Mediterranean war games must stop to allow talks: Germany
Germany on Thursday called for an end to naval exercises in the eastern Mediterranean Sea to allow space for talks between Greece and Turkey, at odds over gas resources and maritime borders.
EU foreign ministers meeting in Berlin are discussing tensions in the area, where the two NATO members are locked in a standoff observers fear could accidentally tip into conflict.
Turkey on Thursday announced new "gunnery exercises" at the edge of its territorial waters in the northeastern corner of the Mediterranean, after Greece -- joined by France, Cyprus and Italy -- staged its own war games.
"We need a diplomatic solution to this conflict... The preconditions for these talks are that these manoeuvres in the eastern Mediterranean, are stopped," German Foreign Minister Heiko Maas, who has tried to mediate between the two countries, told reporters in Berlin.
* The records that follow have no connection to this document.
//! Monitor route: the patient grid and the per-patient detail screen.
//!
//! The engine signal is the single source of truth; every handler mutates
//! it synchronously and the tick loop re-renders whatever is visible. The
//! trend series travels with the `Detail` view state, so it only changes
//! when navigation or the period selector regenerates it.

use dioxus::prelude::*;

use crate::charting::trend::{Period, TrendStats};
use crate::components::export_panel::SnapshotPanel;
use crate::components::ring::SpO2Ring;
use crate::components::spark::Sparkline;
use crate::components::trend_chart::TrendChart;
use crate::core::format;
use crate::monitor::{AlertTier, DefaultEngine, ViewState};
use crate::t;

#[component]
pub fn Monitor() -> Element {
    let mut engine = use_context::<Signal<DefaultEngine>>();

    // Router tab navigation unmounts this view; treat that as the external
    // tab-change notification and drop any open detail.
    use_drop(move || {
        engine.with_mut(|eng| eng.tab_changed());
    });

    let banner = engine.with(|eng| eng.emergency());
    let view = engine.with(|eng| eng.view().clone());

    rsx! {
        section { class: "page page-monitor",
            if let Some(alert) = banner {
                div { class: "emergency-banner", role: "alert",
                    span { class: "emergency-banner__icon", "⚠" }
                    span { class: "emergency-banner__text", "{alert.banner_text()}" }
                }
            }

            match view {
                ViewState::Grid => rsx! { GridScreen {} },
                ViewState::Detail { patient_id, series } => rsx! {
                    DetailScreen {
                        patient_id,
                        samples: series.samples.clone(),
                        period: series.period,
                        stats: series.stats,
                    }
                },
            }
        }
    }
}

#[component]
fn GridScreen() -> Element {
    let engine = use_context::<Signal<DefaultEngine>>();

    let stamp = format::clock_stamp();
    let live_label = t!("monitor-live-label", stamp = stamp);

    let cards: Vec<CardView> = engine.with(|eng| eng.store().iter().map(CardView::of).collect());

    rsx! {
        header { class: "monitor__header",
            h1 { {t!("monitor-title")} }
            span { class: "monitor__live", "{live_label}" }
        }

        div { class: "patient-grid",
            for card in cards.into_iter() {
                {render_card(card, engine)}
            }
        }
    }
}

/// Snapshot of one patient for a grid card, taken inside a single borrow
/// of the engine.
struct CardView {
    id: String,
    name: String,
    age: u8,
    spo2: i32,
    pulse: i32,
    tier: AlertTier,
}

impl CardView {
    fn of(patient: &crate::monitor::Patient) -> Self {
        Self {
            id: patient.id.clone(),
            name: patient.name.clone(),
            age: patient.age,
            spo2: patient.rounded_spo2(),
            pulse: patient.rounded_pulse(),
            tier: patient.tier,
        }
    }
}

fn render_card(card: CardView, engine: Signal<DefaultEngine>) -> Element {
    let CardView {
        id,
        name,
        age,
        spo2,
        pulse,
        tier,
    } = card;
    let card_id = id.clone();
    let mut engine = engine;

    rsx! {
        button {
            key: "{id}",
            r#type: "button",
            class: "patient-card",
            onclick: move |_| engine.with_mut(|eng| eng.open_detail(&card_id)),

            div { class: "patient-card__header",
                span { class: "patient-card__name", "{name}" }
                span { class: "patient-card__age", "{age}" }
            }

            div { class: "patient-card__vitals",
                div { class: "patient-card__metric",
                    span {
                        class: "patient-card__spo2",
                        style: "color: {tier.value_color()}",
                        "{spo2}"
                    }
                    span { class: "patient-card__unit", "SpO2 %" }
                }
                div { class: "patient-card__metric",
                    span { class: "patient-card__pulse", "{pulse}" }
                    span { class: "patient-card__unit", "bpm" }
                }
            }

            Sparkline { patient_id: id.clone() }

            span { class: "{tier.card_class()}", "{tier.card_label()}" }
        }
    }
}

#[component]
fn DetailScreen(
    patient_id: String,
    samples: Vec<f64>,
    period: Period,
    stats: TrendStats,
) -> Element {
    let mut engine = use_context::<Signal<DefaultEngine>>();

    // Live widgets (ring, badge, alert) re-derive from patient state on
    // every tick while this screen is open.
    let patient = engine.with(|eng| eng.store().get(&patient_id).cloned());
    let Some(patient) = patient else {
        return rsx! {
            p { class: "detail-missing", "Patient unavailable." }
        };
    };

    let spo2 = patient.rounded_spo2();
    let pulse = patient.rounded_pulse();
    let tier = patient.tier;

    rsx! {
        div { class: "detail",
            header { class: "detail__header",
                button {
                    r#type: "button",
                    class: "detail__back",
                    onclick: move |_| engine.with_mut(|eng| eng.close_detail()),
                    "‹ "
                    {t!("monitor-back")}
                }
                div { class: "detail__identity",
                    h1 { "{patient.name}" }
                    span { class: "detail__age", "Age {patient.age}" }
                }
                span { class: "{tier.badge_class()}", "{tier.badge_label()}" }
            }

            div { class: "detail__vitals",
                SpO2Ring { spo2 }
                div { class: "detail-pulse",
                    span { class: "detail-pulse__value", "{pulse}" }
                    span { class: "detail-pulse__unit", "bpm" }
                }
            }

            div { class: "{tier.detail_class()}",
                span { class: "detail-alert__icon", "{tier.detail_icon()}" }
                span { class: "detail-alert__text", "{tier.detail_message(spo2)}" }
            }

            section { class: "detail-chart",
                div { class: "detail-chart__header",
                    div {
                        h2 { "SpO2 trend" }
                        span { class: "detail-chart__subtitle", "{period.title()}" }
                    }
                    div { class: "period-selector", role: "tablist",
                        for p in Period::ALL {
                            button {
                                key: "{p.short_label()}",
                                r#type: "button",
                                class: "period-btn",
                                class: if p == period { "period-btn--active" },
                                onclick: move |_| engine.with_mut(|eng| eng.select_period(p)),
                                "{p.short_label()}"
                            }
                        }
                    }
                }

                TrendChart { samples: samples.clone() }

                ul { class: "detail-stats",
                    li {
                        span { class: "detail-stats__label", "Average" }
                        span { class: "detail-stats__value", "{format::format_percent(stats.avg)}" }
                    }
                    li {
                        span { class: "detail-stats__label", "Lowest" }
                        span { class: "detail-stats__value", "{format::format_percent(stats.min)}" }
                    }
                    li {
                        span { class: "detail-stats__label", "Highest" }
                        span { class: "detail-stats__value", "{format::format_percent(stats.max)}" }
                    }
                }
            }

            SnapshotPanel {
                patient_name: patient.name.clone(),
                period,
                samples,
                stats,
            }
        }
    }
}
"For sure the parties will not sit down at the table when warships are facing each other in the eastern Mediterranean."
The EU has long been angered by Turkey sending ships on exploratory missions to drill for gas in waters claimed by Cyprus and earlier this year imposed sanctions on two Turkish nationals involved in the work.
The bloc's diplomatic chief Josep Borrell will present ministers with a "range of options" for dealing with Turkey, officials say, though he has been keen to stress the importance of keeping dialogue with Ankara going.
But there is pressure from some quarters for tough action on Turkey, and while the Berlin meeting is an informal one, with no decisions to be taken, EU leaders will focus on the issue at a summit next month.
"Europe's credibility is at stake. The European Union, a union of 27 member states, must stand up for international values, for a global international order based on the values and principles of the European Union," Cypriot Foreign Minister Nikos Christodoulides said as he arrived for the talks in Berlin.
"EU solidarity must be real and substantial."
His Austrian counterpart Alexander Schallenberg said the eastern Mediterranean was an "ever-growing powder keg" where the number of naval vessels made incidents "almost inevitable"
"Turkey disregards all conventions... international law cannot be negotiated," he added.
Ahead of the Berlin talks, a senior EU official said Borrell wanted ministers to consider the bloc's relationship with Turkey in its entirety, stressing that whatever difficulties there might be, Ankara remained a "very important neighbour" that had to be managed.